# Task prompt
Reproduce every entry exactly, without alteration.

= = = = = = =

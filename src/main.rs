use clap::{Parser, Subcommand, ValueEnum};   // Kommandozeilen-Argumente.
use std::fs::File;                          // Für die CSV-Ausgabe in eine Datei.
use std::io::{self, Write};                 // Eingabe-/Ausgabefunktionen mit Flush zum Schreiben in den Output-Buffer.
use std::path::PathBuf;
use std::process;

use pi_integrieren::sweep::{self, STANDARD_INTERVALLE, STANDARD_MAX_THREADS};
use pi_integrieren::{Fehler, PiRechner, Strategie};

#[derive(Parser)]
#[command(name = "pi_integrieren")]
#[command(version = env!("CARGO_PKG_VERSION"))]
#[command(about = "Annäherung von Pi durch parallele numerische Integration (Mittelpunktsregel)")]
struct Cli {
    #[command(subcommand)]
    befehl: Befehl,
}

#[derive(Subcommand)]
enum Befehl {
    /// Eine einzelne Berechnung; fehlende Werte werden interaktiv abgefragt
    Berechne {
        /// Anzahl der Rechtecke über [0, 1]
        #[arg(short, long, allow_negative_numbers = true)]
        intervalle: Option<i64>,

        /// Anzahl der Arbeiter-Threads
        #[arg(short, long, allow_negative_numbers = true)]
        threads: Option<i64>,

        /// Ausführungsstrategie
        #[arg(short, long, value_enum, default_value_t = StrategieArg::Threads)]
        strategie: StrategieArg,
    },

    /// Messreihe über Intervallanzahlen und Threadanzahlen 1..=max als CSV
    Sweep {
        /// Zieldatei (Standard: stdout)
        #[arg(short, long)]
        ausgabe: Option<PathBuf>,

        /// Größte Threadanzahl
        #[arg(short, long, default_value_t = STANDARD_MAX_THREADS)]
        max_threads: i64,

        /// Intervallanzahlen (mehrfach angebbar)
        #[arg(short, long, num_args = 1.., allow_negative_numbers = true)]
        intervalle: Vec<i64>,

        /// Ausführungsstrategie
        #[arg(short, long, value_enum, default_value_t = StrategieArg::Threads)]
        strategie: StrategieArg,
    },
}

#[derive(Clone, Copy, ValueEnum)]
enum StrategieArg {
    Threads,
    Rayon,
}

impl From<StrategieArg> for Strategie {
    fn from(arg: StrategieArg) -> Self {
        match arg {
            StrategieArg::Threads => Strategie::Threads,
            StrategieArg::Rayon => Strategie::Rayon,
        }
    }
}

// Hilfsfunktion für Benutzereingabe.
fn get_user_input(prompt: &str) -> io::Result<String> {
    print!("{}", prompt);
    io::stdout().flush()?; // Prompt sofort anzeigen.
    let mut input = String::new();
    io::stdin().read_line(&mut input)?;
    Ok(input.trim().to_string())
}

// Fragt eine Ganzzahl ab, solange bis die Eingabe parsbar ist.
fn frage_zahl(prompt: &str) -> io::Result<i64> {
    loop {
        let eingabe = get_user_input(prompt)?;
        match eingabe.parse::<i64>() {
            Ok(zahl) => return Ok(zahl),
            Err(_) => println!("Ungültige Eingabe. Bitte gib eine ganze Zahl ein."),
        }
    }
}

/// Einzelberechnung mit Ausgabe auf 15 Nachkommastellen.
fn berechne(intervalle: Option<i64>, threads: Option<i64>, strategie: Strategie) -> Result<(), Fehler> {
    println!("\nAnnäherung von Pi (π) durch Integration von 4 / (1 + x²) über [0, 1].");
    println!("Verfügbare Threads im System: {}\n", rayon::current_num_threads());

    // Fehlende Werte interaktiv abfragen.
    let intervalle = match intervalle {
        Some(wert) => wert,
        None => frage_zahl("Gib die Anzahl der Intervalle ein (z.B. 100000000): ")?,
    };
    let threads = match threads {
        Some(wert) => wert,
        None => frage_zahl("Gib die Anzahl der Threads ein (z.B. 4): ")?,
    };

    // Ungültige Werte werden hier abgelehnt, bevor ein Thread gestartet wird.
    let mut rechner = PiRechner::konfiguriere(intervalle, threads)?.mit_strategie(strategie);
    let ergebnis = rechner.berechne()?;

    // Gibt die berechneten Ergebnisse an die Konsole aus:
    println!("\nErgebnisse:");
    println!("π Annäherung:   {:.15}", ergebnis.pi);                          // Die approximierte Annäherung von π.
    println!("Eigentliches π: {:.15}", std::f64::consts::PI);                 // Der tatsächliche Wert von π aus den Rust-Konstanten.
    println!("Abweichung:     {:.15}", (ergebnis.pi - std::f64::consts::PI).abs());
    println!("Berechnungszeit: {:.15} Sekunden", ergebnis.dauer_sekunden);    // Wanddauer von Start bis Join.
    println!("Strategie:       {}", strategie);

    Ok(())
}

/// Messreihe; schreibt in die Datei oder nach stdout.
fn messreihe(
    ausgabe: Option<PathBuf>,
    max_threads: i64,
    intervalle: Vec<i64>,
    strategie: Strategie,
) -> Result<(), Fehler> {
    let intervalle = if intervalle.is_empty() {
        STANDARD_INTERVALLE.to_vec() // Ohne Angabe die Standardliste verwenden.
    } else {
        intervalle
    };

    let punkte = match ausgabe {
        Some(pfad) => {
            let datei = File::create(&pfad)?;
            let punkte = sweep::führe_sweep_aus(datei, &intervalle, max_threads, strategie)?;
            eprintln!("Ergebnisse gespeichert in {}", pfad.display());
            punkte
        }
        None => sweep::führe_sweep_aus(io::stdout().lock(), &intervalle, max_threads, strategie)?,
    };

    eprintln!("{} Messpunkte aufgenommen.", punkte.len());
    Ok(())
}

// Hauptprogramm
fn main() {
    tracing_subscriber::fmt()
        .with_env_filter(
            tracing_subscriber::EnvFilter::try_from_default_env()
                .unwrap_or_else(|_| tracing_subscriber::EnvFilter::new("pi_integrieren=info")),
        )
        .with_writer(io::stderr)
        .init();

    let cli = Cli::parse();

    let ergebnis = match cli.befehl {
        Befehl::Berechne {
            intervalle,
            threads,
            strategie,
        } => berechne(intervalle, threads, strategie.into()),
        Befehl::Sweep {
            ausgabe,
            max_threads,
            intervalle,
            strategie,
        } => messreihe(ausgabe, max_threads, intervalle, strategie.into()),
    };

    // Ausdrückliche Ablehnung statt eines Zahlenwerts.
    if let Err(e) = ergebnis {
        eprintln!("\n{}", e);
        process::exit(if e.ist_ungültiges_argument() { 2 } else { 1 });
    }
}
//! Fehlertypen für die Pi-Integration

use thiserror::Error;

/// Ergebnistyp für alle Operationen des Rechners.
pub type Result<T> = std::result::Result<T, Fehler>;

/// Fehler, die bei Konfiguration und Berechnung auftreten können.
#[derive(Error, Debug)]
pub enum Fehler {
    /// Intervall- oder Threadanzahl ist nicht positiv.
    #[error("Ungültiges Argument: {parameter} muss mindestens 1 sein (erhalten: {wert})")]
    UngültigesArgument {
        parameter: &'static str,
        wert: i64,
    },

    /// Das Betriebssystem konnte keinen Arbeiter-Thread starten.
    #[error("Arbeiter-Thread {arbeiter} konnte nicht gestartet werden: {quelle}")]
    ThreadStart {
        arbeiter: usize,
        #[source]
        quelle: std::io::Error,
    },

    /// Der Rayon-Threadpool konnte nicht aufgebaut werden.
    #[error("Threadpool konnte nicht erstellt werden: {0}")]
    ThreadPool(#[from] rayon::ThreadPoolBuildError),

    /// Schreiben der CSV-Ausgabe ist fehlgeschlagen.
    #[error("CSV-Fehler: {0}")]
    Csv(#[from] csv::Error),

    /// Ein-/Ausgabefehler.
    #[error("E/A-Fehler: {0}")]
    Io(#[from] std::io::Error),
}

impl Fehler {
    /// Prüft, ob es sich um eine abgelehnte Eingabe handelt.
    pub fn ist_ungültiges_argument(&self) -> bool {
        matches!(self, Fehler::UngültigesArgument { .. })
    }
}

= = = = = = =

# Answer section
filename src/main.rs
use clap::{Parser, Subcommand, ValueEnum};   // Kommandozeilen-Argumente.
use std::fs::File;                          // Für die CSV-Ausgabe in eine Datei.
use std::io::{self, Write};                 // Eingabe-/Ausgabefunktionen mit Flush zum Schreiben in den Output-Buffer.
use std::path::PathBuf;
use std::process;

use pi_integrieren::sweep::{self, STANDARD_INTERVALLE, STANDARD_MAX_THREADS};
use pi_integrieren::{Fehler, PiRechner, Strategie};

#[derive(Parser)]
#[command(name = "pi_integrieren")]
#[command(version = env!("CARGO_PKG_VERSION"))]
#[command(about = "Annäherung von Pi durch parallele numerische Integration (Mittelpunktsregel)")]
struct Cli {
    #[command(subcommand)]
    befehl: Befehl,
}

#[derive(Subcommand)]
enum Befehl {
    /// Eine einzelne Berechnung; fehlende Werte werden interaktiv abgefragt
    Berechne {
        /// Anzahl der Rechtecke über [0, 1]
        #[arg(short, long, allow_negative_numbers = true)]
        intervalle: Option<i64>,

        /// Anzahl der Arbeiter-Threads
        #[arg(short, long, allow_negative_numbers = true)]
        threads: Option<i64>,

        /// Ausführungsstrategie
        #[arg(short, long, value_enum, default_value_t = StrategieArg::Threads)]
        strategie: StrategieArg,
    },

    /// Messreihe über Intervallanzahlen und Threadanzahlen 1..=max als CSV
    Sweep {
        /// Zieldatei (Standard: stdout)
        #[arg(short, long)]
        ausgabe: Option<PathBuf>,

        /// Größte Threadanzahl
        #[arg(short, long, default_value_t = STANDARD_MAX_THREADS)]
        max_threads: i64,

        /// Intervallanzahlen (mehrfach angebbar)
        #[arg(short, long, num_args = 1.., allow_negative_numbers = true)]
        intervalle: Vec<i64>,

        /// Ausführungsstrategie
        #[arg(short, long, value_enum, default_value_t = StrategieArg::Threads)]
        strategie: StrategieArg,
    },
}

#[derive(Clone, Copy, ValueEnum)]
enum StrategieArg {
    Threads,
    Rayon,
}

impl From<StrategieArg> for Strategie {
    fn from(arg: StrategieArg) -> Self {
        match arg {
            StrategieArg::Threads => Strategie::Threads,
            StrategieArg::Rayon => Strategie::Rayon,
        }
    }
}

// Hilfsfunktion für Benutzereingabe.
fn get_user_input(prompt: &str) -> io::Result<String> {
    print!("{}", prompt);
    io::stdout().flush()?; // Prompt sofort anzeigen.
    let mut input = String::new();
    io::stdin().read_line(&mut input)?;
    Ok(input.trim().to_string())
}

// Fragt eine Ganzzahl ab, solange bis die Eingabe parsbar ist.
fn frage_zahl(prompt: &str) -> io::Result<i64> {
    loop {
        let eingabe = get_user_input(prompt)?;
        match eingabe.parse::<i64>() {
            Ok(zahl) => return Ok(zahl),
            Err(_) => println!("Ungültige Eingabe. Bitte gib eine ganze Zahl ein."),
        }
    }
}

/// Einzelberechnung mit Ausgabe auf 15 Nachkommastellen.
fn berechne(intervalle: Option<i64>, threads: Option<i64>, strategie: Strategie) -> Result<(), Fehler> {
    println!("\nAnnäherung von Pi (π) durch Integration von 4 / (1 + x²) über [0, 1].");
    println!("Verfügbare Threads im System: {}\n", rayon::current_num_threads());

    // Fehlende Werte interaktiv abfragen.
    let intervalle = match intervalle {
        Some(wert) => wert,
        None => frage_zahl("Gib die Anzahl der Intervalle ein (z.B. 100000000): ")?,
    };
    let threads = match threads {
        Some(wert) => wert,
        None => frage_zahl("Gib die Anzahl der Threads ein (z.B. 4): ")?,
    };

    // Ungültige Werte werden hier abgelehnt, bevor ein Thread gestartet wird.
    let mut rechner = PiRechner::konfiguriere(intervalle, threads)?.mit_strategie(strategie);
    let ergebnis = rechner.berechne()?;

    // Gibt die berechneten Ergebnisse an die Konsole aus:
    println!("\nErgebnisse:");
    println!("π Annäherung:   {:.15}", ergebnis.pi);                          // Die approximierte Annäherung von π.
    println!("Eigentliches π: {:.15}", std::f64::consts::PI);                 // Der tatsächliche Wert von π aus den Rust-Konstanten.
    println!("Abweichung:     {:.15}", (ergebnis.pi - std::f64::consts::PI).abs());
    println!("Berechnungszeit: {:.15} Sekunden", ergebnis.dauer_sekunden);    // Wanddauer von Start bis Join.
    println!("Strategie:       {}", strategie);

    Ok(())
}

/// Messreihe; schreibt in die Datei oder nach stdout.
fn messreihe(
    ausgabe: Option<PathBuf>,
    max_threads: i64,
    intervalle: Vec<i64>,
    strategie: Strategie,
) -> Result<(), Fehler> {
    let intervalle = if intervalle.is_empty() {
        STANDARD_INTERVALLE.to_vec() // Ohne Angabe die Standardliste verwenden.
    } else {
        intervalle
    };

    let punkte = match ausgabe {
        Some(pfad) => {
            let datei = File::create(&pfad)?;
            let punkte = sweep::führe_sweep_aus(datei, &intervalle, max_threads, strategie)?;
            eprintln!("Ergebnisse gespeichert in {}", pfad.display());
            punkte
        }
        None => sweep::führe_sweep_aus(io::stdout().lock(), &intervalle, max_threads, strategie)?,
    };

    eprintln!("{} Messpunkte aufgenommen.", punkte.len());
    Ok(())
}

// Hauptprogramm
fn main() {
    tracing_subscriber::fmt()
        .with_env_filter(
            tracing_subscriber::EnvFilter::try_from_default_env()
                .unwrap_or_else(|_| tracing_subscriber::EnvFilter::new("pi_integrieren=info")),
        )
        .with_writer(io::stderr)
        .init();

    let cli = Cli::parse();

    let ergebnis = match cli.befehl {
        Befehl::Berechne {
            intervalle,
            threads,
            strategie,
        } => berechne(intervalle, threads, strategie.into()),
        Befehl::Sweep {
            ausgabe,
            max_threads,
            intervalle,
            strategie,
        } => messreihe(ausgabe, max_threads, intervalle, strategie.into()),
    };

    // Ausdrückliche Ablehnung statt eines Zahlenwerts.
    if let Err(e) = ergebnis {
        eprintln!("\n{}", e);
        process::exit(if e.ist_ungültiges_argument() { 2 } else { 1 });
    }
}
//! Fehlertypen für die Pi-Integration

use thiserror::Error;

/// Ergebnistyp für alle Operationen des Rechners.
pub type Result<T> = std::result::Result<T, Fehler>;

/// Fehler, die bei Konfiguration und Berechnung auftreten können.
#[derive(Error, Debug)]
pub enum Fehler {
    /// Intervall- oder Threadanzahl ist nicht positiv.
    #[error("Ungültiges Argument: {parameter} muss mindestens 1 sein (erhalten: {wert})")]
    UngültigesArgument {
        parameter: &'static str,
        wert: i64,
    },

    /// Das Betriebssystem konnte keinen Arbeiter-Thread starten.
    #[error("Arbeiter-Thread {arbeiter} konnte nicht gestartet werden: {quelle}")]
    ThreadStart {
        arbeiter: usize,
        #[source]
        quelle: std::io::Error,
    },

    /// Der Rayon-Threadpool konnte nicht aufgebaut werden.
    #[error("Threadpool konnte nicht erstellt werden: {0}")]
    ThreadPool(#[from] rayon::ThreadPoolBuildError),

    /// Schreiben der CSV-Ausgabe ist fehlgeschlagen.
    #[error("CSV-Fehler: {0}")]
    Csv(#[from] csv::Error),

    /// Ein-/Ausgabefehler.
    #[error("E/A-Fehler: {0}")]
    Io(#[from] std::io::Error),
}

impl Fehler {
    /// Prüft, ob es sich um eine abgelehnte Eingabe handelt.
    pub fn ist_ungültiges_argument(&self) -> bool {
        matches!(self, Fehler::UngültigesArgument { .. })
    }
}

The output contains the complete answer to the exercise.